• **How to complete this task**: For the data below, give again exactly the lines from the one containing "Ok(PathBuf::from(name))" through the one containing "number of attempts.", both ends included, and no others.

• **Records from a dataset**:
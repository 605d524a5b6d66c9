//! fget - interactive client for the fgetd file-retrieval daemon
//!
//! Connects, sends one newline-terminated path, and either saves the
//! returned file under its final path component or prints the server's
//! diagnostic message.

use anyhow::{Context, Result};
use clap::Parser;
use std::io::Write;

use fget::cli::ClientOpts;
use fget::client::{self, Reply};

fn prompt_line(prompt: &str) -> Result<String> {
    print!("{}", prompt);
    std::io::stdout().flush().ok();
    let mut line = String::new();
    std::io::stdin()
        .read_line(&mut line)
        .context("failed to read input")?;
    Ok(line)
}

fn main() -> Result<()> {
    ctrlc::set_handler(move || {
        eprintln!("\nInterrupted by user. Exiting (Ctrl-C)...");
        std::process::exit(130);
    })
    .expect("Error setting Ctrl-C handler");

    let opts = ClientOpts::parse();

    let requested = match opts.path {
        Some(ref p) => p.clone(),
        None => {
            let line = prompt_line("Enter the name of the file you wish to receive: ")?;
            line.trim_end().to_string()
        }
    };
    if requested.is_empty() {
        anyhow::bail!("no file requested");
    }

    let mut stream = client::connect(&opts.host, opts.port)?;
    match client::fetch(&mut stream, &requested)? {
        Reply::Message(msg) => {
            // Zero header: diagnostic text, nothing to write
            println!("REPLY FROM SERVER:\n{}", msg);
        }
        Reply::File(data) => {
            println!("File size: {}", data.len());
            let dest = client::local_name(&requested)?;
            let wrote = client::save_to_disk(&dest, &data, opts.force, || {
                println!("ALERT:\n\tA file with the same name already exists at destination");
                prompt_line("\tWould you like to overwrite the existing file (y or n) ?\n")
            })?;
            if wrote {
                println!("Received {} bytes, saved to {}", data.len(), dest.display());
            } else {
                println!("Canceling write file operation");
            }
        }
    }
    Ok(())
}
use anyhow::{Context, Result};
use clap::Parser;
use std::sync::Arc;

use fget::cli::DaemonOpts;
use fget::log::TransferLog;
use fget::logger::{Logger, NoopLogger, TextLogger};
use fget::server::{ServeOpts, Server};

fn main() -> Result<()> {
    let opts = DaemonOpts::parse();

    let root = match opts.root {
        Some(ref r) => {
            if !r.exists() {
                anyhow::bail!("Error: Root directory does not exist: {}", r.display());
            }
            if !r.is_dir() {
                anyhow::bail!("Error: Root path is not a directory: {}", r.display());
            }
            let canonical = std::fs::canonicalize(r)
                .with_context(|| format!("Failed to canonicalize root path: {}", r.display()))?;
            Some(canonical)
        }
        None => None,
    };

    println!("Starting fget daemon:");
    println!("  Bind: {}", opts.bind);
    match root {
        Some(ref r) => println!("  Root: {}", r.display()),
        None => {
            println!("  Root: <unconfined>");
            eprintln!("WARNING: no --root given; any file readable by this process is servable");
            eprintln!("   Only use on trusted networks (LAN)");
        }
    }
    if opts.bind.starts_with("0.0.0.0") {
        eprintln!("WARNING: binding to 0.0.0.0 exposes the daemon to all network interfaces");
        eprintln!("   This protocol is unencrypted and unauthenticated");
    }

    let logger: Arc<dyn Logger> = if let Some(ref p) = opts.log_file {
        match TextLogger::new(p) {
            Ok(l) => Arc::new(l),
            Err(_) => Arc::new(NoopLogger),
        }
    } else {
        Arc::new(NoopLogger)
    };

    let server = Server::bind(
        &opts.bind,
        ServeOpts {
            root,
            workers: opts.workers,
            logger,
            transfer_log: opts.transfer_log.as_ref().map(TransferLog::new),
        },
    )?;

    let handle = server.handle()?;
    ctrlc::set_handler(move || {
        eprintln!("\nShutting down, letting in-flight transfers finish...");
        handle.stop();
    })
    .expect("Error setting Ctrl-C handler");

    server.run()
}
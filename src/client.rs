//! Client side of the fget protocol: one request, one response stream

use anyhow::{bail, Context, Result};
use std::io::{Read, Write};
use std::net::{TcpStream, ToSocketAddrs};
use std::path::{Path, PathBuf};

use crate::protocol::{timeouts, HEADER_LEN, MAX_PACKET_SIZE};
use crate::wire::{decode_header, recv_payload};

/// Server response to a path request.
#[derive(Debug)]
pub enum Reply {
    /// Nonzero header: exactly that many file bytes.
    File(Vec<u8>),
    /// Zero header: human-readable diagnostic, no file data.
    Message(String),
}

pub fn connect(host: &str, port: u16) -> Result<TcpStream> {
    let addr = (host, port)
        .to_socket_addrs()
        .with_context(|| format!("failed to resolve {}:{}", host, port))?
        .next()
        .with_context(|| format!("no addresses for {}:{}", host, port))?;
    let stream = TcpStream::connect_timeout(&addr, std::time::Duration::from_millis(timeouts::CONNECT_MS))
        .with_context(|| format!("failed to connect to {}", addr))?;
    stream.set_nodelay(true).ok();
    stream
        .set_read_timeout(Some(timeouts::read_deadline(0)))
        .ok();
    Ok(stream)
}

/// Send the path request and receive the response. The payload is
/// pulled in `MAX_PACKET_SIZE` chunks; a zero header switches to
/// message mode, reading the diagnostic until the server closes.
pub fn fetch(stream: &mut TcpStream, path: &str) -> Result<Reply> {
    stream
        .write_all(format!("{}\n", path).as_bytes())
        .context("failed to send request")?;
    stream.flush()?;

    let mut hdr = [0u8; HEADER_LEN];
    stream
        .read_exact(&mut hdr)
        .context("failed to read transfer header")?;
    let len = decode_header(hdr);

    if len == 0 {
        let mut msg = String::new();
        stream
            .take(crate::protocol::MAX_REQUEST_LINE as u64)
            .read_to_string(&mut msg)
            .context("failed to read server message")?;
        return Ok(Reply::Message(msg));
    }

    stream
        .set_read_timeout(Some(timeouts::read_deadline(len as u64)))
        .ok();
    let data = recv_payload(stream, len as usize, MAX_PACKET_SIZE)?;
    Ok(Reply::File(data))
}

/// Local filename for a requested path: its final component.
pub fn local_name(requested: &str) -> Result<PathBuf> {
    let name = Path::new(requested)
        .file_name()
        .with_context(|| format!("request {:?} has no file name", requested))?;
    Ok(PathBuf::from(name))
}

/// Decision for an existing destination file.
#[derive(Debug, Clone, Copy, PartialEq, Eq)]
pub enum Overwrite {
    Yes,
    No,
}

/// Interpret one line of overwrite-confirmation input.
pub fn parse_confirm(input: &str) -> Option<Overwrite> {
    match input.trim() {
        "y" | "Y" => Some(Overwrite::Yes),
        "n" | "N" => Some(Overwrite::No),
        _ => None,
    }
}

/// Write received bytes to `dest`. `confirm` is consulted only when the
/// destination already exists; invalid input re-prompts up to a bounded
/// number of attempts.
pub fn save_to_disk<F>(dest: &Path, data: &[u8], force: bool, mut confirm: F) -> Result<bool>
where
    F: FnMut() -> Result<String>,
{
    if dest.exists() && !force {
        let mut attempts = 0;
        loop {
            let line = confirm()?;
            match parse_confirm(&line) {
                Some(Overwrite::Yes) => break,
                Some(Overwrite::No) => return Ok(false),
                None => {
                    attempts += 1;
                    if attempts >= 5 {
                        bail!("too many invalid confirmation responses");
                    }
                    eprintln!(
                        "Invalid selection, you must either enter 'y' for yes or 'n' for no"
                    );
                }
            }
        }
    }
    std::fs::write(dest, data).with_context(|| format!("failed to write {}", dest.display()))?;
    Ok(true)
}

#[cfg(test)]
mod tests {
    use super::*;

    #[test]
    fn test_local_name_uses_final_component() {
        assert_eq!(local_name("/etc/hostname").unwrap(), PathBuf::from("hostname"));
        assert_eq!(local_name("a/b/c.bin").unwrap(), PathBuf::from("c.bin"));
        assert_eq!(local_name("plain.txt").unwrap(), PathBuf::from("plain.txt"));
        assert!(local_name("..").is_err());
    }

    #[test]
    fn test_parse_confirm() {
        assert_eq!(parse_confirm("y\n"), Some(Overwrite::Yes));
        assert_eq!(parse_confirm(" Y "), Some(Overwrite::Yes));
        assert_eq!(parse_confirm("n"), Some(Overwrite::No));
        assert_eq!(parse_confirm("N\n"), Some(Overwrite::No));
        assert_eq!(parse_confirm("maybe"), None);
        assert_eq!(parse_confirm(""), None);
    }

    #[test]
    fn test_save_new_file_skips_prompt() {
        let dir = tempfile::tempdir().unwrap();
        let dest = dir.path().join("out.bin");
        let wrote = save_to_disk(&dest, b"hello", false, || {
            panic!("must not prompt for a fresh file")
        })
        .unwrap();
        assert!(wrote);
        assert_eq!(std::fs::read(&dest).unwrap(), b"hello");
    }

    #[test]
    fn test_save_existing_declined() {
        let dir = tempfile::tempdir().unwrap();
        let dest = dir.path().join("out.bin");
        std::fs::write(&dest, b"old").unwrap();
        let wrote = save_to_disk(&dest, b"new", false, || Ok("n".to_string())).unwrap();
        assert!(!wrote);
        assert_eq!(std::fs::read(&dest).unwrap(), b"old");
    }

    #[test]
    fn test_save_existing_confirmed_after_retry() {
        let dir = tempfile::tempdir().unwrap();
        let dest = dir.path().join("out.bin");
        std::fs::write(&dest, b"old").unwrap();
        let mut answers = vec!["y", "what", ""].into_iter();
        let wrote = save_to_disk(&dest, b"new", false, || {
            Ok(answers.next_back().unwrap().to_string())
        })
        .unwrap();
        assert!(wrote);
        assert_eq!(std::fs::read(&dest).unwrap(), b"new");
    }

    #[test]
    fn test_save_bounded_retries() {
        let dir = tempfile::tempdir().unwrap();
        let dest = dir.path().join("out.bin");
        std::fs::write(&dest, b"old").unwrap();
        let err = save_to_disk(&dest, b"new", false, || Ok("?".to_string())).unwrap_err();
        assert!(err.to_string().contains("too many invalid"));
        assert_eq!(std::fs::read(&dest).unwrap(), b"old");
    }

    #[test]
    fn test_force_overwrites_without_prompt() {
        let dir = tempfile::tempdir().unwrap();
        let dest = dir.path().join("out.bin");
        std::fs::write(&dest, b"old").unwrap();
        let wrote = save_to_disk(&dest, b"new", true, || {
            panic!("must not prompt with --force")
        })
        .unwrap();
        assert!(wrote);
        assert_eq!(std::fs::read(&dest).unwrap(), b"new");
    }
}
==
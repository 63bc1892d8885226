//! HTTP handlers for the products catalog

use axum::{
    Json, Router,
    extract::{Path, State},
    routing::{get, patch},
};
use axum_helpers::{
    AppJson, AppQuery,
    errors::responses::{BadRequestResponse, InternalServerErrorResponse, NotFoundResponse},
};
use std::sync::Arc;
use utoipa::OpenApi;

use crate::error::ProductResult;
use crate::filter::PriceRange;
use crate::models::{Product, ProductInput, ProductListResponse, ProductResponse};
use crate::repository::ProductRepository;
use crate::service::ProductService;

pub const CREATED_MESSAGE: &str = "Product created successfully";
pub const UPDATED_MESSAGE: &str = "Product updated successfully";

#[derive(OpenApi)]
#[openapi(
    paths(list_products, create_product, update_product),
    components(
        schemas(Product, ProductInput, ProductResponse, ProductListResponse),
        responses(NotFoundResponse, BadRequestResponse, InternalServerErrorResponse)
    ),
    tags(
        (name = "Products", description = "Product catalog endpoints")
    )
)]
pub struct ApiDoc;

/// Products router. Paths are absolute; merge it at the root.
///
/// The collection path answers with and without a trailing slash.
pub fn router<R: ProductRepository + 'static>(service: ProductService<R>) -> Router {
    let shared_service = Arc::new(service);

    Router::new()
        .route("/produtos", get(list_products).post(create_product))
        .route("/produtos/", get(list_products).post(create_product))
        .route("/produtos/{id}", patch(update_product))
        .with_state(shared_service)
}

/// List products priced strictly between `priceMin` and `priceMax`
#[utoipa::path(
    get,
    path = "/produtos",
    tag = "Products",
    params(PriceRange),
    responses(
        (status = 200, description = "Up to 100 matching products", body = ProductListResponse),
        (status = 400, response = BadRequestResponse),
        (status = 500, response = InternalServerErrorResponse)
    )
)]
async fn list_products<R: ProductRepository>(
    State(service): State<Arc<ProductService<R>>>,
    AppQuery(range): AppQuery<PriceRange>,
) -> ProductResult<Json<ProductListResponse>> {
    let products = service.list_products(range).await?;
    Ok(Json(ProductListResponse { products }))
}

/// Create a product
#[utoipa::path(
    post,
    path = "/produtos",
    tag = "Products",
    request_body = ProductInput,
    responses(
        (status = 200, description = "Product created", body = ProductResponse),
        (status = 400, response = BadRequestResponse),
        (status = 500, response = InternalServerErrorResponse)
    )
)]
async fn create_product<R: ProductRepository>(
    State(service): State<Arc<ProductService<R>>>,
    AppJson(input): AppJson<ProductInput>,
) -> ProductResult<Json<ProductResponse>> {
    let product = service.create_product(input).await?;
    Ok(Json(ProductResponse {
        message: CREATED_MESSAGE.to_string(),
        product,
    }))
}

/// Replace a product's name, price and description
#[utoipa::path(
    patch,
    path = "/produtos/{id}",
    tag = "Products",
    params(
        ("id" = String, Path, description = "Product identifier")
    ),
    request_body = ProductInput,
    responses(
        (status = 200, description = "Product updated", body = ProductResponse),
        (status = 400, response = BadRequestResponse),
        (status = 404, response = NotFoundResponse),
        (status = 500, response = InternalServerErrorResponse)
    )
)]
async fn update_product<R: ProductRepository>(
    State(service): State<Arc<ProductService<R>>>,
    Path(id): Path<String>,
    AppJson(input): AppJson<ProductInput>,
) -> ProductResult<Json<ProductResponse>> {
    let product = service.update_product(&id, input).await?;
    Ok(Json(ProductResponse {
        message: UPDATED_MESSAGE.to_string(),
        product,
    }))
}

• **Task answer**:
    Ok(PathBuf::from(name))
}

/// Decision for an existing destination file.
#[derive(Debug, Clone, Copy, PartialEq, Eq)]
pub enum Overwrite {
    Yes,
    No,
}

/// Interpret one line of overwrite-confirmation input.
pub fn parse_confirm(input: &str) -> Option<Overwrite> {
    match input.trim() {
        "y" | "Y" => Some(Overwrite::Yes),
        "n" | "N" => Some(Overwrite::No),
        _ => None,
    }
}

/// Write received bytes to `dest`. `confirm` is consulted only when the
/// destination already exists; invalid input re-prompts up to a bounded
/// number of attempts.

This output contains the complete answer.